At the same time, I find it easy to project that desire too far. I get less
solitude than I would like now, so I feel that need, but I definitely don't
want infinite solitude. While I liked living alone, I also remember getting
quite lonely at times. It's easy for me to take for granted my social needs
because they are being (more than) met right now.

One thing I do find a real challenge is a life that feels both socially full
and shallow. With all of the tasks of being a full-time employee and parent
today, my social calendar fills up quickly. I can really only see a couple of
people a week. Kid birthday parties and other events like that overwhelm it.
Because my kids are constantly making new friends, there is this parade of
parents that enter and recede from my life. They're all nice people, but over
time it gets harder to invest effort into friendship with them because I only
see any given one of them every couple of months and even that may fade if our
kids stop being friends.

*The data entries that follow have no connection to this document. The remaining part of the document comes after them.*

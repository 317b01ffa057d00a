use serde::{Deserialize, Serialize};

use crate::{AthleteEvent, Season, Sex};

/// Row predicates shared by every report. `None` and empty lists mean "all".
#[derive(Clone, Debug, Default, PartialEq, Serialize, Deserialize)]
#[serde(default)]
pub struct Filter {
    pub season: Option<Season>,
    pub sex: Option<Sex>,
    pub sports: Vec<String>,
    pub countries: Vec<String>,
}

impl Filter {
    pub fn matches(&self, row: &AthleteEvent) -> bool {
        if let Some(season) = self.season {
            if row.season != season {
                return false;
            }
        }
        if let Some(sex) = self.sex {
            if row.sex != sex {
                return false;
            }
        }
        if !self.sports.is_empty()
            && !self
                .sports
                .iter()
                .any(|s| s.trim().eq_ignore_ascii_case(&row.sport))
        {
            return false;
        }
        if !self.countries.is_empty() && !self.countries.iter().any(|c| row.matches_country(c)) {
            return false;
        }
        true
    }

    pub fn apply<'a>(&self, rows: &'a [AthleteEvent]) -> Vec<&'a AthleteEvent> {
        let kept: Vec<&AthleteEvent> = rows.iter().filter(|r| self.matches(r)).collect();
        tracing::debug!(input = rows.len(), kept = kept.len(), "applied filter");
        kept
    }

    /// Chart title suffix, e.g. ` - Summer Games - Swimming - Female`.
    pub fn title_suffix(&self) -> String {
        let mut out = String::new();
        if let Some(season) = self.season {
            out.push_str(&format!(" - {} Games", season));
        }
        if !self.sports.is_empty() {
            out.push_str(&format!(" - {}", self.sports.join(", ")));
        }
        if let Some(sex) = self.sex {
            out.push_str(&format!(" - {}", sex));
        }
        out
    }

    /// One-line description of the active filters for report headers.
    pub fn describe(&self) -> String {
        let season = self
            .season
            .map(|s| s.to_string())
            .unwrap_or_else(|| "Both".into());
        let sex = self
            .sex
            .map(|s| s.to_string())
            .unwrap_or_else(|| "Both".into());
        let sports = if self.sports.is_empty() {
            "All".to_string()
        } else {
            self.sports.join(", ")
        };
        let countries = if self.countries.is_empty() {
            "All".to_string()
        } else {
            self.countries.join(", ")
        };
        format!(
            "season: {} | gender: {} | sport: {} | country: {}",
            season, sex, sports, countries
        )
    }
}

#[cfg(test)]
mod tests {
    use super::*;
    use crate::tests::sample_rows;

    #[test]
    fn default_filter_keeps_everything() {
        let rows = sample_rows();
        assert_eq!(Filter::default().apply(&rows).len(), rows.len());
        assert_eq!(Filter::default().title_suffix(), "");
    }

    #[test]
    fn predicates_combine() {
        let rows = sample_rows();
        let filter = Filter {
            season: Some(Season::Summer),
            sex: Some(Sex::Female),
            sports: vec!["swimming".into()],
            countries: vec![],
        };
        let kept = filter.apply(&rows);
        assert_eq!(kept.len(), 2);
        assert!(kept.iter().all(|r| r.name == "Ana Silva"));
        assert_eq!(filter.title_suffix(), " - Summer Games - swimming - Female");
    }

    #[test]
    fn countries_match_code_or_name() {
        let rows = sample_rows();
        let by_code = Filter {
            countries: vec!["bra".into()],
            ..Filter::default()
        };
        let by_name = Filter {
            countries: vec!["Brazil".into()],
            ..Filter::default()
        };
        assert_eq!(by_code.apply(&rows).len(), 4);
        assert_eq!(by_name.apply(&rows), by_code.apply(&rows));
    }
}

Not quite the "single serving friends" of Fight Club,
but close.

At the same time, it's hard for me to maintain my own independent friendships
on _top_ of those acquaintances because there just isn't that much time. If
I've already got a birthday party on Saturday and a playdate on Sunday, it's
really hard to enjoy another social activity with my own friends on top of
that. Even with people I consider close friends, I sometimes only see them
once every couple of months.

I try to be mindful that this phase won't last forever. As my kids get older,
they'll do more drop-off parties and eventually will get to their own social
functions without me at all. They'll want less of my time until one day I'll
wake up and the nest will be empty. I try to enjoy this time for what it is
while it lasts.

My biggest worry is that by the time the kids are older and I have more room
for my own close friends, those bonds will have withered along with my skills
at socializing and I'll fail to reinvigorate them.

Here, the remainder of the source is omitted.